::: Materials provided :::
//! Mapping detections from model-input space to image pixels.

use crate::detection::Detection;

/// Extra margin added around a detected box, as a fraction of its size per
/// side.
///
/// Detector boxes around text-like watermarks tend to be tight horizontally,
/// hence the wider horizontal default. Both values are empirical.
#[derive(Debug, Clone, Copy, PartialEq)]
pub struct Padding {
    /// Fraction of the box width added on the left and on the right.
    pub horizontal: f32,
    /// Fraction of the box height added above and below.
    pub vertical: f32,
}

impl Default for Padding {
    fn default() -> Self {
        Self {
            horizontal: 0.2,
            vertical: 0.1,
        }
    }
}

/// An axis-aligned pixel rectangle.
#[derive(Debug, Clone, Copy, PartialEq, Eq, Default)]
pub struct Rect {
    /// Left edge.
    pub x: u32,
    /// Top edge.
    pub y: u32,
    /// Width in pixels.
    pub width: u32,
    /// Height in pixels.
    pub height: u32,
}

impl Rect {
    /// Create a rectangle from its top-left corner and size.
    #[must_use]
    pub const fn new(x: u32, y: u32, width: u32, height: u32) -> Self {
        Self {
            x,
            y,
            width,
            height,
        }
    }

    /// A rectangle with no area marks "nothing to repair".
    #[must_use]
    pub const fn is_empty(&self) -> bool {
        self.width == 0 || self.height == 0
    }

    /// Whether the rectangle lies fully inside a `width` x `height` image.
    #[must_use]
    pub fn fits_within(&self, width: u32, height: u32) -> bool {
        u64::from(self.x) + u64::from(self.width) <= u64::from(width)
            && u64::from(self.y) + u64::from(self.height) <= u64::from(height)
    }

    /// Whether pixel `(px, py)` lies inside the rectangle.
    #[must_use]
    pub fn contains(&self, px: u32, py: u32) -> bool {
        px >= self.x
            && py >= self.y
            && u64::from(px) < u64::from(self.x) + u64::from(self.width)
            && u64::from(py) < u64::from(self.y) + u64::from(self.height)
    }
}

/// Truncate toward zero, saturating at the `i64` range. NaN becomes 0.
#[allow(clippy::cast_possible_truncation)]
fn trunc(v: f64) -> i64 {
    v as i64
}

/// Clamp a signed span `[origin, origin + extent)` to `[0, limit]`.
///
/// The origin is clamped first; the extent is then capped against the clamped
/// origin.
#[allow(clippy::cast_possible_truncation, clippy::cast_sign_loss)]
fn clamp_span(origin: i64, extent: i64, limit: u32) -> (u32, u32) {
    let limit = i64::from(limit);
    let origin = origin.clamp(0, limit);
    let extent = extent.clamp(0, limit - origin);
    (origin as u32, extent as u32)
}

/// Convert a detection into a padded rectangle in image pixel coordinates.
///
/// The square model input is stretched to the image independently on each
/// axis (no letterbox correction). Coordinates are truncated toward zero, then
/// padded by `padding`, then clamped so the result always fits inside the
/// image. Non-finite geometry and a zero `model_input_size` produce an empty
/// rectangle.
#[must_use]
pub fn map_to_image(
    detection: &Detection,
    model_input_size: u32,
    image_width: u32,
    image_height: u32,
    padding: Padding,
) -> Rect {
    let finite = [detection.cx, detection.cy, detection.width, detection.height]
        .iter()
        .all(|v| v.is_finite());
    if !finite || model_input_size == 0 {
        return Rect::default();
    }

    let input = f64::from(model_input_size);
    let scale_x = f64::from(image_width) / input;
    let scale_y = f64::from(image_height) / input;

    let cx = f64::from(detection.cx);
    let cy = f64::from(detection.cy);
    let w = f64::from(detection.width);
    let h = f64::from(detection.height);

    let x = trunc((cx - w / 2.0) * scale_x);
    let y = trunc((cy - h / 2.0) * scale_y);
    let w = trunc(w * scale_x);
    let h = trunc(h * scale_y);

    #[allow(clippy::cast_precision_loss)]
    let pad_w = trunc(w as f64 * f64::from(padding.horizontal));
    #[allow(clippy::cast_precision_loss)]
    let pad_h = trunc(h as f64 * f64::from(padding.vertical));

    let (x, width) = clamp_span(
        x.saturating_sub(pad_w),
        w.saturating_add(pad_w.saturating_mul(2)),
        image_width,
    );
    let (y, height) = clamp_span(
        y.saturating_sub(pad_h),
        h.saturating_add(pad_h.saturating_mul(2)),
        image_height,
    );

    Rect {
        x,
        y,
        width,
        height,
    }
}

#[cfg(test)]
mod tests {
    use super::*;

    fn det(cx: f32, cy: f32, width: f32, height: f32) -> Detection {
        Detection {
            cx,
            cy,
            width,
            height,
            confidence: 0.9,
        }
    }

    #[test]
    fn centered_box_at_native_resolution() {
        let r = map_to_image(&det(320.0, 320.0, 100.0, 50.0), 640, 640, 640, Padding::default());
        assert_eq!(r, Rect::new(250, 290, 140, 60));
    }

    #[test]
    fn scales_each_axis_independently() {
        // 2x horizontally, 0.5x vertically.
        let r = map_to_image(&det(320.0, 320.0, 100.0, 100.0), 640, 1280, 320, Padding::default());
        // x = 540, w = 200, pad 40; y = 135, h = 50, pad 5
        assert_eq!(r, Rect::new(500, 130, 280, 60));
    }

    #[test]
    fn truncates_toward_zero() {
        let none = Padding {
            horizontal: 0.0,
            vertical: 0.0,
        };
        // scale 1.5: x = 10.5 * 1.5 = 15.75 -> 15, w = 7 * 1.5 = 10.5 -> 10
        let r = map_to_image(&det(14.0, 14.0, 7.0, 7.0), 100, 150, 150, none);
        assert_eq!(r, Rect::new(15, 15, 10, 10));
    }

    #[test]
    fn negative_origin_clamps_to_zero_and_keeps_far_edge() {
        let r = map_to_image(&det(10.0, 10.0, 100.0, 40.0), 640, 640, 640, Padding::default());
        // x = -40 - 20 -> 0, width 140 capped against origin 0
        assert_eq!(r.x, 0);
        assert_eq!(r.width, 140);
        // y = -10 - 4 -> 0, height 48
        assert_eq!(r.y, 0);
        assert_eq!(r.height, 48);
    }

    #[test]
    fn box_past_far_edge_is_capped() {
        let r = map_to_image(&det(630.0, 630.0, 100.0, 100.0), 640, 640, 480, Padding::default());
        assert!(r.fits_within(640, 480));
        assert_eq!(r.x + r.width, 640);
        assert_eq!(r.y + r.height, 480);
    }

    #[test]
    fn box_past_far_corner_is_empty() {
        let r = map_to_image(&det(2000.0, 2000.0, 50.0, 50.0), 640, 640, 640, Padding::default());
        assert!(r.is_empty());
        assert!(r.fits_within(640, 640));
    }

    #[test]
    fn box_before_origin_keeps_its_extent() {
        // Only the origin is clamped; the padded size survives.
        let r = map_to_image(&det(-500.0, -500.0, 50.0, 50.0), 640, 640, 640, Padding::default());
        assert_eq!(r, Rect::new(0, 0, 70, 60));
    }

    #[test]
    fn invariant_holds_across_a_grid_of_inputs() {
        let values = [-1e6_f32, -700.0, -3.5, 0.0, 1.0, 99.9, 320.0, 639.0, 900.0, 1e9];
        let sizes = [(1, 1), (17, 3), (640, 640), (1920, 1080), (300, 4000)];
        for &(iw, ih) in &sizes {
            for &cx in &values {
                for &w in &values {
                    let r = map_to_image(&det(cx, 640.0 - cx, w, w.abs()), 640, iw, ih, Padding::default());
                    assert!(r.fits_within(iw, ih), "{r:?} escapes {iw}x{ih}");
                }
            }
        }
    }

    #[test]
    fn non_finite_or_zero_input_size_is_empty() {
        let r = map_to_image(&det(f32::NAN, 1.0, 1.0, 1.0), 640, 640, 640, Padding::default());
        assert!(r.is_empty());
        let r = map_to_image(&det(1.0, 1.0, f32::INFINITY, 1.0), 640, 640, 640, Padding::default());
        assert!(r.is_empty());
        let r = map_to_image(&det(320.0, 320.0, 10.0, 10.0), 0, 640, 640, Padding::default());
        assert!(r.is_empty());
    }

    #[test]
    fn zero_sized_image_is_empty() {
        let r = map_to_image(&det(320.0, 320.0, 100.0, 50.0), 640, 0, 0, Padding::default());
        assert_eq!(r, Rect::default());
    }

    #[test]
    fn rect_contains_and_fits() {
        let r = Rect::new(2, 3, 4, 5);
        assert!(r.contains(2, 3));
        assert!(r.contains(5, 7));
        assert!(!r.contains(6, 7));
        assert!(!r.contains(5, 8));
        assert!(r.fits_within(6, 8));
        assert!(!r.fits_within(5, 8));
        assert!(Rect::new(0, 0, 0, 9).is_empty());
    }
}
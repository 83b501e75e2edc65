//! The detector seam: model-input preprocessing and inference backends.
//!
//! Model loading and execution live outside this crate. A backend receives the
//! preprocessed input and returns the raw output tensor, which
//! [`crate::detection::decode`] interprets.

use std::path::{Path, PathBuf};

use image::imageops::{self, FilterType};
use image::RgbaImage;
use ndarray::{Array2, Array4, ArrayD, ArrayView4, IxDyn};
use serde_json::Value;
use tracing::debug;

use crate::detection::squeeze_batch;
use crate::error::{Error, Result};

/// Square input resolution of the stock watermark detector.
pub const DEFAULT_INPUT_SIZE: u32 = 640;

/// A loaded detection model.
///
/// The engine borrows the backend for every task and never takes ownership,
/// so one loaded model serves any number of batches.
pub trait InferenceBackend: Sync {
    /// Error produced by a failed inference call.
    type Error: std::error::Error + Send + Sync + 'static;

    /// Side length of the square model input, in pixels.
    fn input_size(&self) -> u32;

    /// Whether [`infer`](Self::infer) reads the pixel input.
    ///
    /// Backends that replay stored output return `false`; they are then
    /// handed an empty `[1, 0, 0, 3]` view and the resize is skipped.
    fn needs_input(&self) -> bool {
        true
    }

    /// Run the model on one preprocessed `[1, size, size, 3]` input.
    ///
    /// `source` identifies the image the input was built from; backends that
    /// serve precomputed results key on it, live models ignore it.
    ///
    /// # Errors
    ///
    /// Returns the backend's error if inference fails.
    fn infer(
        &self,
        source: &Path,
        input: ArrayView4<'_, f32>,
    ) -> std::result::Result<Array2<f32>, Self::Error>;
}

/// Build the model input for `image`: stretch to `input_size` x `input_size`
/// with a bilinear filter, drop alpha, and scale to `[0, 1]`.
///
/// The result is NHWC, shape `[1, input_size, input_size, 3]`. Aspect ratio is
/// not preserved, matching how the boxes are mapped back.
#[must_use]
#[allow(clippy::cast_possible_truncation)]
pub fn preprocess(image: &RgbaImage, input_size: u32) -> Array4<f32> {
    let resized = imageops::resize(image, input_size, input_size, FilterType::Triangle);
    let side = input_size as usize;

    Array4::from_shape_fn((1, side, side, 3), |(_, y, x, c)| {
        f32::from(resized.get_pixel(x as u32, y as u32)[c]) / 255.0
    })
}

/// Backend that replays detector output dumped next to each image.
///
/// For `photo.jpg` it reads `photo.tensor.json`, a JSON array of rows in
/// either layout, optionally wrapped in a batch dimension of one.
#[derive(Debug, Clone)]
pub struct SidecarBackend {
    input_size: u32,
}

impl SidecarBackend {
    /// Create a backend for a model with the given square input size.
    #[must_use]
    pub fn new(input_size: u32) -> Self {
        Self { input_size }
    }

    /// Path of the sidecar file holding the output for `source`.
    #[must_use]
    pub fn sidecar_path(source: &Path) -> PathBuf {
        source.with_extension("tensor.json")
    }
}

impl Default for SidecarBackend {
    fn default() -> Self {
        Self::new(DEFAULT_INPUT_SIZE)
    }
}

impl InferenceBackend for SidecarBackend {
    type Error = Error;

    fn input_size(&self) -> u32 {
        self.input_size
    }

    fn needs_input(&self) -> bool {
        false
    }

    fn infer(&self, source: &Path, _input: ArrayView4<'_, f32>) -> Result<Array2<f32>> {
        let path = Self::sidecar_path(source);
        debug!(path = %path.display(), "reading sidecar tensor");
        let file = std::fs::File::open(&path)?;
        let value: Value = serde_json::from_reader(std::io::BufReader::new(file))?;
        parse_tensor(&value)
    }
}

/// Convert a nested JSON array into a 2-D tensor.
///
/// # Errors
///
/// Returns [`Error::InvalidTensor`] for ragged or non-numeric arrays and
/// [`Error::TensorShape`] for shapes other than `[a, b]` or `[1, a, b]`.
pub fn parse_tensor(value: &Value) -> Result<Array2<f32>> {
    let mut shape = Vec::new();
    let mut data = Vec::new();
    let mut leaf_depth = None;
    collect(value, 0, &mut shape, &mut leaf_depth, &mut data)?;

    let tensor = ArrayD::from_shape_vec(IxDyn(&shape), data)
        .map_err(|e| Error::InvalidTensor(e.to_string()))?;
    Ok(squeeze_batch(tensor.view())?.to_owned())
}

fn collect(
    value: &Value,
    depth: usize,
    shape: &mut Vec<usize>,
    leaf_depth: &mut Option<usize>,
    data: &mut Vec<f32>,
) -> Result<()> {
    match value {
        Value::Array(items) => {
            if leaf_depth.is_some_and(|leaf| depth >= leaf) {
                return Err(Error::InvalidTensor(format!("unexpected array at depth {depth}")));
            }
            if depth == shape.len() {
                shape.push(items.len());
            } else if shape[depth] != items.len() {
                return Err(Error::InvalidTensor(format!(
                    "ragged array at depth {depth}: {} vs {}",
                    items.len(),
                    shape[depth]
                )));
            }
            items
                .iter()
                .try_for_each(|item| collect(item, depth + 1, shape, leaf_depth, data))
        }
        Value::Number(n) => {
            let leaf = *leaf_depth.get_or_insert(depth);
            if depth != leaf || depth != shape.len() {
                return Err(Error::InvalidTensor(format!("unexpected number at depth {depth}")));
            }
            let v = n
                .as_f64()
                .ok_or_else(|| Error::InvalidTensor(format!("unrepresentable number {n}")))?;
            #[allow(clippy::cast_possible_truncation)]
            data.push(v as f32);
            Ok(())
        }
        other => Err(Error::InvalidTensor(format!("expected number or array, found {other}"))),
    }
}

#[cfg(test)]
mod tests {
    use super::*;
    use image::Rgba;
    use serde_json::json;

    #[test]
    fn preprocess_shape_and_range() {
        let img = RgbaImage::from_pixel(33, 17, Rgba([255, 0, 51, 7]));
        let input = preprocess(&img, 64);
        assert_eq!(input.shape(), &[1, 64, 64, 3]);
        assert!((input[[0, 10, 20, 0]] - 1.0).abs() < 1e-6);
        assert!(input[[0, 10, 20, 1]].abs() < 1e-6);
        assert!((input[[0, 63, 63, 2]] - 0.2).abs() < 1e-6);
    }

    #[test]
    fn parse_plain_and_batched_tensors() {
        let t = parse_tensor(&json!([[1, 2, 3], [4, 5, 6]])).unwrap();
        assert_eq!(t.dim(), (2, 3));
        assert!((t[[1, 2]] - 6.0).abs() < f32::EPSILON);

        let t = parse_tensor(&json!([[[0.5, 1.5], [2.5, 3.5]]])).unwrap();
        assert_eq!(t.dim(), (2, 2));
        assert!((t[[1, 0]] - 2.5).abs() < f32::EPSILON);
    }

    #[test]
    fn parse_rejects_malformed_tensors() {
        assert!(matches!(
            parse_tensor(&json!([[1, 2], [3]])),
            Err(Error::InvalidTensor(_))
        ));
        assert!(matches!(
            parse_tensor(&json!([[1, 2], 3])),
            Err(Error::InvalidTensor(_))
        ));
        assert!(matches!(
            parse_tensor(&json!([[1, "x"]])),
            Err(Error::InvalidTensor(_))
        ));
        assert!(matches!(
            parse_tensor(&json!([1, 2, 3])),
            Err(Error::TensorShape(_))
        ));
        assert!(matches!(
            parse_tensor(&json!([[[1]], [[2]]])),
            Err(Error::TensorShape(_))
        ));
    }

    #[test]
    fn sidecar_path_replaces_extension() {
        assert_eq!(
            SidecarBackend::sidecar_path(Path::new("/tmp/photo.jpg")),
            PathBuf::from("/tmp/photo.tensor.json")
        );
    }

    #[test]
    fn sidecar_backend_reads_tensor_file() {
        let dir = tempfile::tempdir().unwrap();
        let source = dir.path().join("shot.png");
        std::fs::write(
            SidecarBackend::sidecar_path(&source),
            json!([[1, 2, 3, 4, 0.9], [5, 6, 7, 8, 0.1]]).to_string(),
        )
        .unwrap();

        let backend = SidecarBackend::default();
        let input = Array4::zeros((1, 0, 0, 3));
        let t = backend.infer(&source, input.view()).unwrap();
        assert_eq!(t.dim(), (2, 5));
        assert_eq!(backend.input_size(), DEFAULT_INPUT_SIZE);
        assert!(!backend.needs_input());

        let missing = dir.path().join("absent.png");
        assert!(matches!(backend.infer(&missing, input.view()), Err(Error::Io(_))));
    }
}
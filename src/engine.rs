//! Batch repair engine.

use std::fmt;
use std::path::{Path, PathBuf};

use image::RgbaImage;
use ndarray::Array4;
use tracing::{debug, info, warn};

use crate::detection::{self, Detection};
use crate::error::{Error, Result};
use crate::geometry::{self, Padding, Rect};
use crate::inference::{self, InferenceBackend};
use crate::io::{ImageLoader, OutputSink};
use crate::patch;

/// Confidence threshold applied when the caller has no preference.
pub const DEFAULT_CONFIDENCE_THRESHOLD: f32 = 0.5;

/// One target image and the clean reference to patch it from.
#[derive(Debug, Clone, PartialEq, Eq)]
pub struct RepairTask {
    /// The watermarked image.
    pub target: PathBuf,
    /// The clean image of the same scene.
    pub reference: PathBuf,
}

impl RepairTask {
    /// Create a task from a target and a reference path.
    pub fn new(target: impl Into<PathBuf>, reference: impl Into<PathBuf>) -> Self {
        Self {
            target: target.into(),
            reference: reference.into(),
        }
    }

    /// Short display name: the target's file name.
    #[must_use]
    pub fn name(&self) -> String {
        self.target.file_name().map_or_else(
            || self.target.display().to_string(),
            |f| f.to_string_lossy().to_string(),
        )
    }
}

/// What happened to a single task.
#[derive(Debug, Clone, PartialEq)]
pub enum TaskOutcome {
    /// The image was repaired and handed to the output sink.
    Repaired {
        /// Identifier returned by the sink.
        output: String,
    },
    /// No anchor reached the confidence threshold.
    NoDetection,
    /// The detected box mapped to an empty region.
    InvalidRegion,
    /// The target or the reference could not be read.
    DecodeFailure(String),
    /// Inference, compositing, or persistence failed.
    InternalError(String),
}

impl TaskOutcome {
    /// Whether the task produced a repaired image.
    #[must_use]
    pub fn is_repaired(&self) -> bool {
        matches!(self, Self::Repaired { .. })
    }
}

impl fmt::Display for TaskOutcome {
    fn fmt(&self, f: &mut fmt::Formatter<'_>) -> fmt::Result {
        match self {
            Self::Repaired { output } => write!(f, "repaired -> {output}"),
            Self::NoDetection => f.write_str("no watermark above the confidence threshold"),
            Self::InvalidRegion => f.write_str("detected region is empty after clamping"),
            Self::DecodeFailure(reason) => write!(f, "unreadable image: {reason}"),
            Self::InternalError(reason) => write!(f, "internal error: {reason}"),
        }
    }
}

/// A task together with its outcome.
#[derive(Debug, Clone)]
pub struct TaskReport {
    /// The task as submitted.
    pub task: RepairTask,
    /// What happened to it.
    pub outcome: TaskOutcome,
}

/// Aggregate verdict for a batch.
#[derive(Debug, Clone, PartialEq)]
pub enum BatchStatus {
    /// At least one task was repaired, or the batch was empty.
    Completed {
        /// Number of repaired tasks.
        repaired: usize,
        /// Sink identifiers of the repaired outputs, in task order.
        outputs: Vec<String>,
    },
    /// The batch was non-empty and nothing was repaired.
    Failed {
        /// One `name: reason` line per task.
        diagnostics: String,
    },
}

/// Per-task outcomes of one batch, in input order.
#[derive(Debug, Clone, Default)]
pub struct BatchResult {
    /// One report per submitted task.
    pub reports: Vec<TaskReport>,
}

impl BatchResult {
    /// Number of repaired tasks.
    #[must_use]
    pub fn succeeded(&self) -> usize {
        self.reports.iter().filter(|r| r.outcome.is_repaired()).count()
    }

    /// Number of tasks that were not repaired.
    #[must_use]
    pub fn failed(&self) -> usize {
        self.reports.len() - self.succeeded()
    }

    /// A non-empty batch in which nothing was repaired.
    #[must_use]
    pub fn is_failed(&self) -> bool {
        !self.reports.is_empty() && self.succeeded() == 0
    }

    /// Sink identifiers of the repaired outputs, in task order.
    #[must_use]
    pub fn outputs(&self) -> Vec<String> {
        self.reports
            .iter()
            .filter_map(|r| match &r.outcome {
                TaskOutcome::Repaired { output } => Some(output.clone()),
                _ => None,
            })
            .collect()
    }

    /// One `name: outcome` line per task.
    #[must_use]
    pub fn diagnostics(&self) -> String {
        self.reports
            .iter()
            .map(|r| format!("{}: {}", r.task.name(), r.outcome))
            .collect::<Vec<_>>()
            .join("\n")
    }

    /// Aggregate verdict.
    #[must_use]
    pub fn status(&self) -> BatchStatus {
        if self.is_failed() {
            BatchStatus::Failed {
                diagnostics: self.diagnostics(),
            }
        } else {
            BatchStatus::Completed {
                repaired: self.succeeded(),
                outputs: self.outputs(),
            }
        }
    }

    /// Return the repaired outputs, or the diagnostics of a failed batch.
    ///
    /// # Errors
    ///
    /// Returns [`Error::BatchFailed`] if the batch was non-empty and nothing
    /// was repaired.
    pub fn into_result(self) -> Result<Vec<String>> {
        match self.status() {
            BatchStatus::Completed { outputs, .. } => Ok(outputs),
            BatchStatus::Failed { diagnostics } => Err(Error::BatchFailed(diagnostics)),
        }
    }
}

/// Options controlling repair behavior.
#[derive(Debug, Clone, Default)]
pub struct RepairOptions {
    /// Margin added around detected boxes.
    pub padding: Padding,
    /// Process tasks on the rayon pool (requires the `parallel` feature).
    pub parallel: bool,
}

/// A detection together with the image region it maps to.
#[derive(Debug, Clone, Copy, PartialEq)]
pub struct DetectedRegion {
    /// The winning detection in model-input coordinates.
    pub detection: Detection,
    /// The padded, clamped region in image pixels.
    pub rect: Rect,
}

/// Runs detection, mapping, and compositing over batches of image pairs.
///
/// The engine borrows its collaborators for every call and keeps no state
/// between batches, so one instance can serve any number of them.
pub struct RepairEngine<B, L, S> {
    backend: B,
    loader: L,
    sink: S,
    options: RepairOptions,
}

impl<B, L, S> RepairEngine<B, L, S>
where
    B: InferenceBackend,
    L: ImageLoader,
    S: OutputSink,
{
    /// Create an engine with default options.
    pub fn new(backend: B, loader: L, sink: S) -> Self {
        Self {
            backend,
            loader,
            sink,
            options: RepairOptions::default(),
        }
    }

    /// Replace the engine options.
    #[must_use]
    pub fn with_options(mut self, options: RepairOptions) -> Self {
        self.options = options;
        self
    }

    /// Current options.
    #[must_use]
    pub fn options(&self) -> &RepairOptions {
        &self.options
    }

    /// Locate the watermark in `image`.
    ///
    /// Returns `Ok(None)` when no anchor reaches `confidence_threshold`.
    ///
    /// # Errors
    ///
    /// Returns the backend's error if inference fails.
    pub fn detect(
        &self,
        source: &Path,
        image: &RgbaImage,
        confidence_threshold: f32,
    ) -> std::result::Result<Option<DetectedRegion>, B::Error> {
        let input_size = self.backend.input_size();
        let input = if self.backend.needs_input() {
            inference::preprocess(image, input_size)
        } else {
            Array4::zeros((1, 0, 0, 3))
        };
        let raw = self.backend.infer(source, input.view())?;

        let Some(detection) = detection::decode(raw.view(), confidence_threshold) else {
            return Ok(None);
        };
        let rect = geometry::map_to_image(
            &detection,
            input_size,
            image.width(),
            image.height(),
            self.options.padding,
        );
        debug!(?detection, ?rect, "mapped detection to image");
        Ok(Some(DetectedRegion { detection, rect }))
    }

    /// Run one task through load, detect, repair, and persist.
    ///
    /// Never fails: every problem is reported as a [`TaskOutcome`].
    #[must_use]
    pub fn process_task(&self, task: &RepairTask, confidence_threshold: f32) -> TaskOutcome {
        let target = match self.loader.load(&task.target) {
            Ok(img) => img,
            Err(e) => {
                return TaskOutcome::DecodeFailure(format!("{}: {e}", task.target.display()));
            }
        };
        let reference = match self.loader.load(&task.reference) {
            Ok(img) => img,
            Err(e) => {
                return TaskOutcome::DecodeFailure(format!("{}: {e}", task.reference.display()));
            }
        };

        let region = match self.detect(&task.target, &target, confidence_threshold) {
            Ok(Some(region)) => region,
            Ok(None) => return TaskOutcome::NoDetection,
            Err(e) => return TaskOutcome::InternalError(format!("inference failed: {e}")),
        };

        let repaired = match patch::repair(&target, &reference, region.rect) {
            Ok(img) => img,
            Err(Error::InvalidRegion { .. }) => return TaskOutcome::InvalidRegion,
            Err(e) => return TaskOutcome::InternalError(e.to_string()),
        };

        match self.sink.persist(task, &repaired) {
            Ok(output) => TaskOutcome::Repaired { output },
            Err(e) => TaskOutcome::InternalError(format!("failed to save: {e}")),
        }
    }

    /// Process every task and collect the outcomes in input order.
    ///
    /// Tasks are independent: a failure is recorded and the batch moves on.
    /// With `parallel` set (and the `parallel` feature enabled) tasks run on
    /// the rayon pool; the result order still matches `tasks`.
    #[must_use]
    pub fn run_batch(&self, tasks: &[RepairTask], confidence_threshold: f32) -> BatchResult {
        info!(tasks = tasks.len(), confidence_threshold, "starting batch");

        let outcomes = self.process_all(tasks, confidence_threshold);
        let result = BatchResult {
            reports: tasks
                .iter()
                .cloned()
                .zip(outcomes)
                .map(|(task, outcome)| TaskReport { task, outcome })
                .collect(),
        };

        for report in &result.reports {
            if report.outcome.is_repaired() {
                debug!(task = %report.task.name(), outcome = %report.outcome, "task done");
            } else {
                warn!(task = %report.task.name(), outcome = %report.outcome, "task not repaired");
            }
        }
        info!(
            succeeded = result.succeeded(),
            failed = result.failed(),
            "batch finished"
        );

        result
    }

    fn process_all(&self, tasks: &[RepairTask], confidence_threshold: f32) -> Vec<TaskOutcome> {
        #[cfg(feature = "parallel")]
        {
            if self.options.parallel {
                use rayon::prelude::*;
                return tasks
                    .par_iter()
                    .map(|task| self.process_task(task, confidence_threshold))
                    .collect();
            }
        }

        tasks
            .iter()
            .map(|task| self.process_task(task, confidence_threshold))
            .collect()
    }
}

impl<T: InferenceBackend + ?Sized> InferenceBackend for &T {
    type Error = T::Error;

    fn input_size(&self) -> u32 {
        (**self).input_size()
    }

    fn needs_input(&self) -> bool {
        (**self).needs_input()
    }

    fn infer(
        &self,
        source: &Path,
        input: ndarray::ArrayView4<'_, f32>,
    ) -> std::result::Result<ndarray::Array2<f32>, Self::Error> {
        (**self).infer(source, input)
    }
}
:::
**Required action**.
Which lines of the records above hold the word "handed"? Copy each one out.

**Solution to the problem**.
    /// handed an empty `[1, 0, 0, 3]` view and the resize is skipped.
    /// The image was repaired and handed to the output sink.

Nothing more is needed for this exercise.